I'd like every record given again exactly, please.

--- Listed entries Enclosed Below ---

//! Ray tracing pipeline creation.

use crate::context::RayTracingContext;
use ash::vk;
use lumen_gpu::pipeline::{create_pipeline_layout, create_shader_module};
use lumen_gpu::{GpuError, Result};

/// SPIR-V for every stage of a triangle-only ray tracing pipeline.
pub struct RayTracingShaders {
    pub raygen: Vec<u32>,
    pub miss: Vec<Vec<u32>>,
    pub closest_hit: Vec<Vec<u32>>,
}

/// Shader groups in SBT order.
///
/// Stage indices follow the same order: raygen at 0, then miss shaders, then
/// closest-hit shaders.
pub fn shader_groups(
    miss_count: u32,
    hit_count: u32,
) -> Vec<vk::RayTracingShaderGroupCreateInfoKHR<'static>> {
    let general = |stage: u32| {
        vk::RayTracingShaderGroupCreateInfoKHR::default()
            .ty(vk::RayTracingShaderGroupTypeKHR::GENERAL)
            .general_shader(stage)
            .closest_hit_shader(vk::SHADER_UNUSED_KHR)
            .any_hit_shader(vk::SHADER_UNUSED_KHR)
            .intersection_shader(vk::SHADER_UNUSED_KHR)
    };

    let mut groups = Vec::with_capacity((1 + miss_count + hit_count) as usize);
    groups.push(general(0));
    groups.extend((1..=miss_count).map(general));
    groups.extend((0..hit_count).map(|i| {
        vk::RayTracingShaderGroupCreateInfoKHR::default()
            .ty(vk::RayTracingShaderGroupTypeKHR::TRIANGLES_HIT_GROUP)
            .general_shader(vk::SHADER_UNUSED_KHR)
            .closest_hit_shader(1 + miss_count + i)
            .any_hit_shader(vk::SHADER_UNUSED_KHR)
            .intersection_shader(vk::SHADER_UNUSED_KHR)
    }));
    groups
}

pub struct RayTracingPipeline {
    pub pipeline: vk::Pipeline,
    pub layout: vk::PipelineLayout,
    pub miss_count: u32,
    pub hit_count: u32,
}

impl RayTracingPipeline {
    /// Create the pipeline and its layout.
    ///
    /// Recursion depth is clamped to the device limit.
    ///
    /// # Safety
    /// The device must be valid and the set layouts must outlive the pipeline.
    pub unsafe fn new(
        device: &ash::Device,
        rt: &RayTracingContext,
        shaders: &RayTracingShaders,
        set_layouts: &[vk::DescriptorSetLayout],
        push_constant_ranges: &[vk::PushConstantRange],
        max_recursion_depth: u32,
    ) -> Result<Self> {
        if shaders.miss.is_empty() || shaders.closest_hit.is_empty() {
            return Err(GpuError::invalid_spec(
                "ray tracing pipeline",
                "at least one miss and one closest-hit shader",
                format!("{} miss, {} hit", shaders.miss.len(), shaders.closest_hit.len()),
            ));
        }
        let miss_count = shaders.miss.len() as u32;
        let hit_count = shaders.closest_hit.len() as u32;

        let stages_code = std::iter::once((vk::ShaderStageFlags::RAYGEN_KHR, &shaders.raygen))
            .chain(shaders.miss.iter().map(|c| (vk::ShaderStageFlags::MISS_KHR, c)))
            .chain(
                shaders
                    .closest_hit
                    .iter()
                    .map(|c| (vk::ShaderStageFlags::CLOSEST_HIT_KHR, c)),
            );

        let mut modules = Vec::new();
        let mut stages = Vec::new();
        for (stage, code) in stages_code {
            let module = match create_shader_module(device, code) {
                Ok(module) => module,
                Err(e) => {
                    destroy_modules(device, &modules);
                    return Err(e);
                }
            };
            modules.push(module);
            stages.push(
                vk::PipelineShaderStageCreateInfo::default()
                    .stage(stage)
                    .module(module)
                    .name(c"main"),
            );
        }

        let layout = match create_pipeline_layout(device, set_layouts, push_constant_ranges) {
            Ok(layout) => layout,
            Err(e) => {
                destroy_modules(device, &modules);
                return Err(e);
            }
        };

        let recursion = max_recursion_depth
            .clamp(1, rt.capabilities.max_ray_recursion_depth.max(1));
        let groups = shader_groups(miss_count, hit_count);
        let info = vk::RayTracingPipelineCreateInfoKHR::default()
            .stages(&stages)
            .groups(&groups)
            .max_pipeline_ray_recursion_depth(recursion)
            .layout(layout);

        let result = rt.rt_loader.create_ray_tracing_pipelines(
            vk::DeferredOperationKHR::null(),
            vk::PipelineCache::null(),
            std::slice::from_ref(&info),
            None,
        );
        destroy_modules(device, &modules);

        let pipeline = match result {
            Ok(pipelines) => pipelines[0],
            Err((_, e)) => {
                device.destroy_pipeline_layout(layout, None);
                return Err(GpuError::PipelineCreation(format!("ray tracing pipeline: {e}")));
            }
        };

        tracing::debug!(miss_count, hit_count, recursion, "created ray tracing pipeline");
        Ok(Self {
            pipeline,
            layout,
            miss_count,
            hit_count,
        })
    }

    /// # Safety
    /// The pipeline must not be in use by the GPU.
    pub unsafe fn destroy(&self, device: &ash::Device) {
        device.destroy_pipeline(self.pipeline, None);
        device.destroy_pipeline_layout(self.layout, None);
    }
}

unsafe fn destroy_modules(device: &ash::Device, modules: &[vk::ShaderModule]) {
    for &module in modules {
        device.destroy_shader_module(module, None);
    }
}

#[cfg(test)]
mod tests {
    use super::*;

    #[test]
    fn groups_follow_stage_order() {
        let groups = shader_groups(2, 1);
        assert_eq!(groups.len(), 4);

        assert_eq!(groups[0].ty, vk::RayTracingShaderGroupTypeKHR::GENERAL);
        assert_eq!(groups[0].general_shader, 0);
        assert_eq!(groups[1].general_shader, 1);
        assert_eq!(groups[2].general_shader, 2);

        assert_eq!(groups[3].ty, vk::RayTracingShaderGroupTypeKHR::TRIANGLES_HIT_GROUP);
        assert_eq!(groups[3].general_shader, vk::SHADER_UNUSED_KHR);
        assert_eq!(groups[3].closest_hit_shader, 3);
        assert_eq!(groups[3].intersection_shader, vk::SHADER_UNUSED_KHR);
    }
}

--- End of Enclosed Listed entries ---

> _Solution for this problem_:
//! Ray tracing pipeline creation.

use crate::context::RayTracingContext;
use ash::vk;
use lumen_gpu::pipeline::{create_pipeline_layout, create_shader_module};
use lumen_gpu::{GpuError, Result};

/// SPIR-V for every stage of a triangle-only ray tracing pipeline.
pub struct RayTracingShaders {
    pub raygen: Vec<u32>,
    pub miss: Vec<Vec<u32>>,
    pub closest_hit: Vec<Vec<u32>>,
}

/// Shader groups in SBT order.
///
/// Stage indices follow the same order: raygen at 0, then miss shaders, then
/// closest-hit shaders.
pub fn shader_groups(
    miss_count: u32,
    hit_count: u32,
) -> Vec<vk::RayTracingShaderGroupCreateInfoKHR<'static>> {
    let general = |stage: u32| {
        vk::RayTracingShaderGroupCreateInfoKHR::default()
            .ty(vk::RayTracingShaderGroupTypeKHR::GENERAL)
            .general_shader(stage)
            .closest_hit_shader(vk::SHADER_UNUSED_KHR)
            .any_hit_shader(vk::SHADER_UNUSED_KHR)
            .intersection_shader(vk::SHADER_UNUSED_KHR)
    };

    let mut groups = Vec::with_capacity((1 + miss_count + hit_count) as usize);
    groups.push(general(0));
    groups.extend((1..=miss_count).map(general));
    groups.extend((0..hit_count).map(|i| {
        vk::RayTracingShaderGroupCreateInfoKHR::default()
            .ty(vk::RayTracingShaderGroupTypeKHR::TRIANGLES_HIT_GROUP)
            .general_shader(vk::SHADER_UNUSED_KHR)
            .closest_hit_shader(1 + miss_count + i)
            .any_hit_shader(vk::SHADER_UNUSED_KHR)
            .intersection_shader(vk::SHADER_UNUSED_KHR)
    }));
    groups
}

pub struct RayTracingPipeline {
    pub pipeline: vk::Pipeline,
    pub layout: vk::PipelineLayout,
    pub miss_count: u32,
    pub hit_count: u32,
}

impl RayTracingPipeline {
    /// Create the pipeline and its layout.
    ///
    /// Recursion depth is clamped to the device limit.
    ///
    /// # Safety
    /// The device must be valid and the set layouts must outlive the pipeline.
    pub unsafe fn new(
        device: &ash::Device,
        rt: &RayTracingContext,
        shaders: &RayTracingShaders,
        set_layouts: &[vk::DescriptorSetLayout],
        push_constant_ranges: &[vk::PushConstantRange],
        max_recursion_depth: u32,
    ) -> Result<Self> {
        if shaders.miss.is_empty() || shaders.closest_hit.is_empty() {
            return Err(GpuError::invalid_spec(
                "ray tracing pipeline",
                "at least one miss and one closest-hit shader",
                format!("{} miss, {} hit", shaders.miss.len(), shaders.closest_hit.len()),
            ));
        }
        let miss_count = shaders.miss.len() as u32;
        let hit_count = shaders.closest_hit.len() as u32;

        let stages_code = std::iter::once((vk::ShaderStageFlags::RAYGEN_KHR, &shaders.raygen))
            .chain(shaders.miss.iter().map(|c| (vk::ShaderStageFlags::MISS_KHR, c)))
            .chain(
                shaders
                    .closest_hit
                    .iter()
                    .map(|c| (vk::ShaderStageFlags::CLOSEST_HIT_KHR, c)),
            );

        let mut modules = Vec::new();
        let mut stages = Vec::new();
        for (stage, code) in stages_code {
            let module = match create_shader_module(device, code) {
                Ok(module) => module,
                Err(e) => {
                    destroy_modules(device, &modules);
                    return Err(e);
                }
            };
            modules.push(module);
            stages.push(
                vk::PipelineShaderStageCreateInfo::default()
                    .stage(stage)
                    .module(module)
                    .name(c"main"),
            );
        }

        let layout = match create_pipeline_layout(device, set_layouts, push_constant_ranges) {
            Ok(layout) => layout,
            Err(e) => {
                destroy_modules(device, &modules);
                return Err(e);
            }
        };

        let recursion = max_recursion_depth
            .clamp(1, rt.capabilities.max_ray_recursion_depth.max(1));
        let groups = shader_groups(miss_count, hit_count);
        let info = vk::RayTracingPipelineCreateInfoKHR::default()
            .stages(&stages)
            .groups(&groups)
            .max_pipeline_ray_recursion_depth(recursion)
            .layout(layout);

        let result = rt.rt_loader.create_ray_tracing_pipelines(
            vk::DeferredOperationKHR::null(),
            vk::PipelineCache::null(),
            std::slice::from_ref(&info),
            None,
        );
        destroy_modules(device, &modules);

        let pipeline = match result {
            Ok(pipelines) => pipelines[0],
            Err((_, e)) => {
                device.destroy_pipeline_layout(layout, None);
                return Err(GpuError::PipelineCreation(format!("ray tracing pipeline: {e}")));
            }
        };

        tracing::debug!(miss_count, hit_count, recursion, "created ray tracing pipeline");
        Ok(Self {
            pipeline,
            layout,
            miss_count,
            hit_count,
        })
    }

    /// # Safety
    /// The pipeline must not be in use by the GPU.
    pub unsafe fn destroy(&self, device: &ash::Device) {
        device.destroy_pipeline(self.pipeline, None);
        device.destroy_pipeline_layout(self.layout, None);
    }
}

unsafe fn destroy_modules(device: &ash::Device, modules: &[vk::ShaderModule]) {
    for &module in modules {
        device.destroy_shader_module(module, None);
    }
}

#[cfg(test)]
mod tests {
    use super::*;

    #[test]
    fn groups_follow_stage_order() {
        let groups = shader_groups(2, 1);
        assert_eq!(groups.len(), 4);

        assert_eq!(groups[0].ty, vk::RayTracingShaderGroupTypeKHR::GENERAL);
        assert_eq!(groups[0].general_shader, 0);
        assert_eq!(groups[1].general_shader, 1);
        assert_eq!(groups[2].general_shader, 2);

        assert_eq!(groups[3].ty, vk::RayTracingShaderGroupTypeKHR::TRIANGLES_HIT_GROUP);
        assert_eq!(groups[3].general_shader, vk::SHADER_UNUSED_KHR);
        assert_eq!(groups[3].closest_hit_shader, 3);
        assert_eq!(groups[3].intersection_shader, vk::SHADER_UNUSED_KHR);
    }
}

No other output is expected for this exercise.